Alliance to Protect Nantucket Sound, Inc. v. United States Department of the Army

Decision Date18 September 2003
Docket NumberCivil Action No. 02-11749-JLT.
PartiesALLIANCE TO PROTECT NANTUCKET SOUND, INC.; RONALD BORJESON; WAYNE KURKER; SHAREEN DAVIS; ERNEST ELDREDGE; DAVID ELLSWORTH; ROBERT HAZELTON; OSTERVILLE ANGLERS CLUB, INC.; and HYANNIS ANGLERS CLUB, INC., Plaintiffs, v.

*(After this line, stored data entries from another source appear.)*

// SPDX-FileCopyrightText: 2025 Jason Pena <jasonpena@awkless.com>
// SPDX-License-Identifier: MIT

//! Configuration layout.
//!
//! Specify the layout of the identity store file to simplify the process of
//! serialization and deserialization. File I/O is left to the caller to
//! figure out, see [`IdentityStore`](crate::store::IdentityStore).
//!
//! # General Layout
//!
//! ```json
//! {
//!   "identities": {
//!     "work": {
//!       "user": "Jane Doe",
//!       "email": "jane@company.com",
//!       "domain": "github.com",
//!       "folders": ["~/Work"]
//!     }
//!   }
//! }
//! ```
//!
//! The name of an identity is the key it is stored under. It is not repeated
//! inside of the record itself. Identities keep the order they are written in,
//! which matters when two identities claim overlapping folders.

use regex::Regex;
use serde::{
    de::{MapAccess, Visitor},
    ser::SerializeMap,
    Deserialize, Deserializer, Serialize, Serializer,
};
use std::{
    collections::HashSet,
    fmt::{Display, Error as FmtError, Formatter, Result as FmtResult},
    str::FromStr,
    sync::LazyLock,
};

static EMAIL: LazyLock<Regex> = LazyLock::new(|| {
    Regex::new(r"^[a-zA-Z0-9._%+-]+@[a-zA-Z0-9.-]+\.[a-zA-Z]{2,}$").expect("valid regex")
});

/// Identity store layout.
#[derive(Default, Debug, PartialEq, Eq, Clone, Deserialize, Serialize)]
pub struct IdentityConfig {
    /// All configured identities in declaration order.
    pub identities: Identities,
}

impl IdentityConfig {
    /// Validate every identity.
    ///
    /// Fails on the first invalid identity. There is no such thing as a
    /// partially valid configuration.
    ///
    /// # Errors
    ///
    /// - Return [`ConfigError::Invalid`] naming the offending identity.
    pub fn validate(&self) -> Result<()> {
        let mut seen = HashSet::new();
        for identity in &self.identities {
            if !seen.insert(identity.name.as_str()) {
                return Err(ConfigError::Invalid {
                    name: identity.name.clone(),
                    source: ValidationError::Duplicate,
                });
            }

            identity.validate().map_err(|source| ConfigError::Invalid {
                name: identity.name.clone(),
                source,
            })?;
        }

        Ok(())
    }
}

impl FromStr for IdentityConfig {
    type Err = ConfigError;

    fn from_str(data: &str) -> Result<Self, Self::Err> {
        let config: IdentityConfig = serde_json::from_str(data)?;

        // INVARIANT: Never hand out an identity store that failed validation.
        config.validate()?;

        Ok(config)
    }
}

impl Display for IdentityConfig {
    fn fmt(&self, fmt: &mut Formatter<'_>) -> FmtResult {
        let data = serde_json::to_string_pretty(self).map_err(ConfigError::Serialize)?;
        fmt.write_str(data.as_str())?;
        fmt.write_str("\n")
    }
}

/// A named git identity.
#[derive(Default, Debug, PartialEq, Eq, Clone, Deserialize, Serialize)]
pub struct Identity {
    /// Name of identity, taken from the key it is stored under.
    #[serde(skip)]
    pub name: String,

    /// Commit author name.
    #[serde(default)]
    pub user: String,

    /// Commit author email.
    #[serde(default)]
    pub email: String,

    /// Host of the forge the identity authenticates against.
    #[serde(default)]
    pub domain: String,

    /// Folder patterns whose repositories use this identity.
    #[serde(default)]
    pub folders: Vec<String>,
}

impl Identity {
    /// Construct new identity.
    pub fn new(
        name: impl Into<String>,
        user: impl Into<String>,
        email: impl Into<String>,
        domain: impl Into<String>,
        folders: impl IntoIterator<Item = impl Into<String>>,
    ) -> Self {
        Self {
            name: name.into(),
            user: user.into(),
            email: email.into(),
            domain: domain.into(),
            folders: folders.into_iter().map(Into::into).collect(),
        }
    }

    /// Check identity invariants.
    ///
    /// # Errors
    ///
    /// - Return [`ValidationError`] describing the first violated invariant.
    pub fn validate(&self) -> Result<(), ValidationError> {
        if self.name.is_empty() {
            return Err(ValidationError::EmptyName);
        }

        // INVARIANT: Names become file names and marker payloads.
        if self.name.starts_with('.')
            || self
                .name
                .chars()
                .any(|c| c.is_whitespace() || matches!(c, '/' | '\\' | '[' | ']'))
        {
            return Err(ValidationError::BadName(self.name.clone()));
        }

        if self.user.is_empty() {
            return Err(ValidationError::EmptyUser);
        }

        if self.email.is_empty() {
            return Err(ValidationError::EmptyEmail);
        }

        if self.domain.is_empty() {
            return Err(ValidationError::EmptyDomain);
        }

        if self.folders.is_empty() {
            return Err(ValidationError::NoFolders);
        }

        if !EMAIL.is_match(&self.email) {
            return Err(ValidationError::BadEmail(self.email.clone()));
        }

        if self.folders.iter().any(String::is_empty) {
            return Err(ValidationError::EmptyFolder);
        }

        Ok(())
    }
}

/// Ordered collection of identities keyed by name.
#[derive(Default, Debug, PartialEq, Eq, Clone)]
pub struct Identities(Vec<Identity>);

impl Identities {
    pub fn new() -> Self {
        Self::default()
    }

    /// Append identity, replacing any existing identity of the same name.
    pub fn insert(&mut self, identity: Identity) {
        match self.0.iter_mut().find(|entry| entry.name == identity.name) {
            Some(entry) => *entry = identity,
            None => self.0.push(identity),
        }
    }

    pub fn get(&self, name: &str) -> Option<&Identity> {
        self.0.iter().find(|identity| identity.name == name)
    }

    pub fn contains(&self, name: &str) -> bool {
        self.get(name).is_some()
    }

    pub fn names(&self) -> impl Iterator<Item = &str> {
        self.0.iter().map(|identity| identity.name.as_str())
    }

    pub fn iter(&self) -> std::slice::Iter<'_, Identity> {
        self.0.iter()
    }

    pub fn len(&self) -> usize {
        self.0.len()
    }

    pub fn is_empty(&self) -> bool {
        self.0.is_empty()
    }
}

impl FromIterator<Identity> for Identities {
    fn from_iter<I: IntoIterator<Item = Identity>>(iter: I) -> Self {
        Self(iter.into_iter().collect())
    }
}

impl<'a> IntoIterator for &'a Identities {
    type Item = &'a Identity;
    type IntoIter = std::slice::Iter<'a, Identity>;

    fn into_iter(self) -> Self::IntoIter {
        self.0.iter()
    }
}

impl Serialize for Identities {
    fn serialize<S: Serializer>(&self, serializer: S) -> Result<S::Ok, S::Error> {
        let mut map = serializer.serialize_map(Some(self.0.len()))?;
        for identity in &self.0 {
            map.serialize_entry(&identity.name, identity)?;
        }
        map.end()
    }
}

impl<'de> Deserialize<'de> for Identities {
    fn deserialize<D: Deserializer<'de>>(deserializer: D) -> Result<Self, D::Error> {
        struct IdentitiesVisitor;

        impl<'de> Visitor<'de> for IdentitiesVisitor {
            type Value = Identities;

            fn expecting(&self, fmt: &mut Formatter) -> FmtResult {
                fmt.write_str("a map of identity names to identity records")
            }

            fn visit_map<A: MapAccess<'de>>(self, mut access: A) -> Result<Self::Value, A::Error> {
                let mut identities = Vec::with_capacity(access.size_hint().unwrap_or(0));

                // INVARIANT: Inject map key as identity name, keep document order.
                while let Some((name, mut identity)) = access.next_entry::<String, Identity>()? {
                    identity.name = name;
                    identities.push(identity);
                }

                Ok(Identities(identities))
            }
        }

        deserializer.deserialize_map(IdentitiesVisitor)
    }
}

/// Identity invariant violations.
#[derive(Clone, Debug, PartialEq, Eq, thiserror::Error)]
pub enum ValidationError {
    #[error("identity name must not be empty")]
    EmptyName,

    #[error("identity name {0:?} must not start with a dot, or contain whitespace, slashes, or brackets")]
    BadName(String),

    #[error("user must not be empty")]
    EmptyUser,

    #[error("email must not be empty")]
    EmptyEmail,

    #[error("invalid email address: {0}")]
    BadEmail(String),

    #[error("domain must not be empty")]
    EmptyDomain,

    #[error("at least one folder must be specified")]
    NoFolders,

    #[error("folder path must not be empty")]
    EmptyFolder,

    #[error("identity is defined more than once")]
    Duplicate,
}

/// Configuration error types.
#[derive(Debug, thiserror::Error)]
pub enum ConfigError {
    /// Failed to deserialize configuration.
    #[error(transparent)]
    Deserialize(#[from] serde_json::Error),

    /// Failed to serialize configuration.
    #[error("failed to serialize identity store")]
    Serialize(#[source] serde_json::Error),

    /// An identity breaks one of its invariants.
    #[error("invalid identity {name}")]
    Invalid {
        name: String,
        #[source]
        source: ValidationError,
    },
}

impl From<ConfigError> for FmtError {
    fn from(_: ConfigError) -> Self {
        FmtError
    }
}

/// Friendly result alias :3
type Result<T, E = ConfigError> = std::result::Result<T, E>;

UNITED STATES DEPARTMENT OF THE ARMY; HONORABLE THOMAS E. WHITE, SECRETARY OF THE ARMY; UNITED STATES ARMY CORPS OF ENGINEERS; LT. GENERAL ROBERT B. FLOWERS, CHIEF OF ENGINEERS, UNITED STATES ARMY CORPS OF ENGINEERS; and COLONEL THOMAS L. KONING, DISTRICT ENGINEER, UNITED STATES ARMY CORPS OF ENGINEERS, Defendants, CAPE WIND ASSOCIATES, LLC, Intervenor.
CourtUnited States State Supreme Judicial Court of Massachusetts
MEMORANDUM

TAURO, J.

This action is the second skirmish in what may prove to be a protracted struggle over the construction of a wind energy plant in Nantucket Sound, Massachusetts.1 It involves a challenge by Plaintiffs2 to the decision of the United States Army Corps of Engineers ("Corps"), one of the named Defendants,3 to issue a permit to Cape Wind Associates, LLC ("Cape Wind" or "Intervenor")4 under section 10 of the Rivers and Harbors Appropriation Act of 1899 ("section 10").5 The permit authorized Cape Wind to construct a Scientific Measurement Devices Station ("data tower" or "tower") on an area of the seabed in Nantucket Sound that is located on the Outer Continental Shelf ("OCS").6

Plaintiffs assert that: (1) the Corps lacked the authority to issue a section 10 permit for activities on the OCS unrelated to the extraction of resources from the seabed, (2) the Corps' decision to issue the permit was unlawful because it knew that Cape Wind did not have and could not obtain the property interest in OCS lands that, according to Corps regulations, it needed to undertake construction of the data tower, and (3) the Corps failed in a variety of ways to satisfy its obligations under the National Environmental Policy Act ("NEPA").7 Defendants and Intervenor contest each of those assertions.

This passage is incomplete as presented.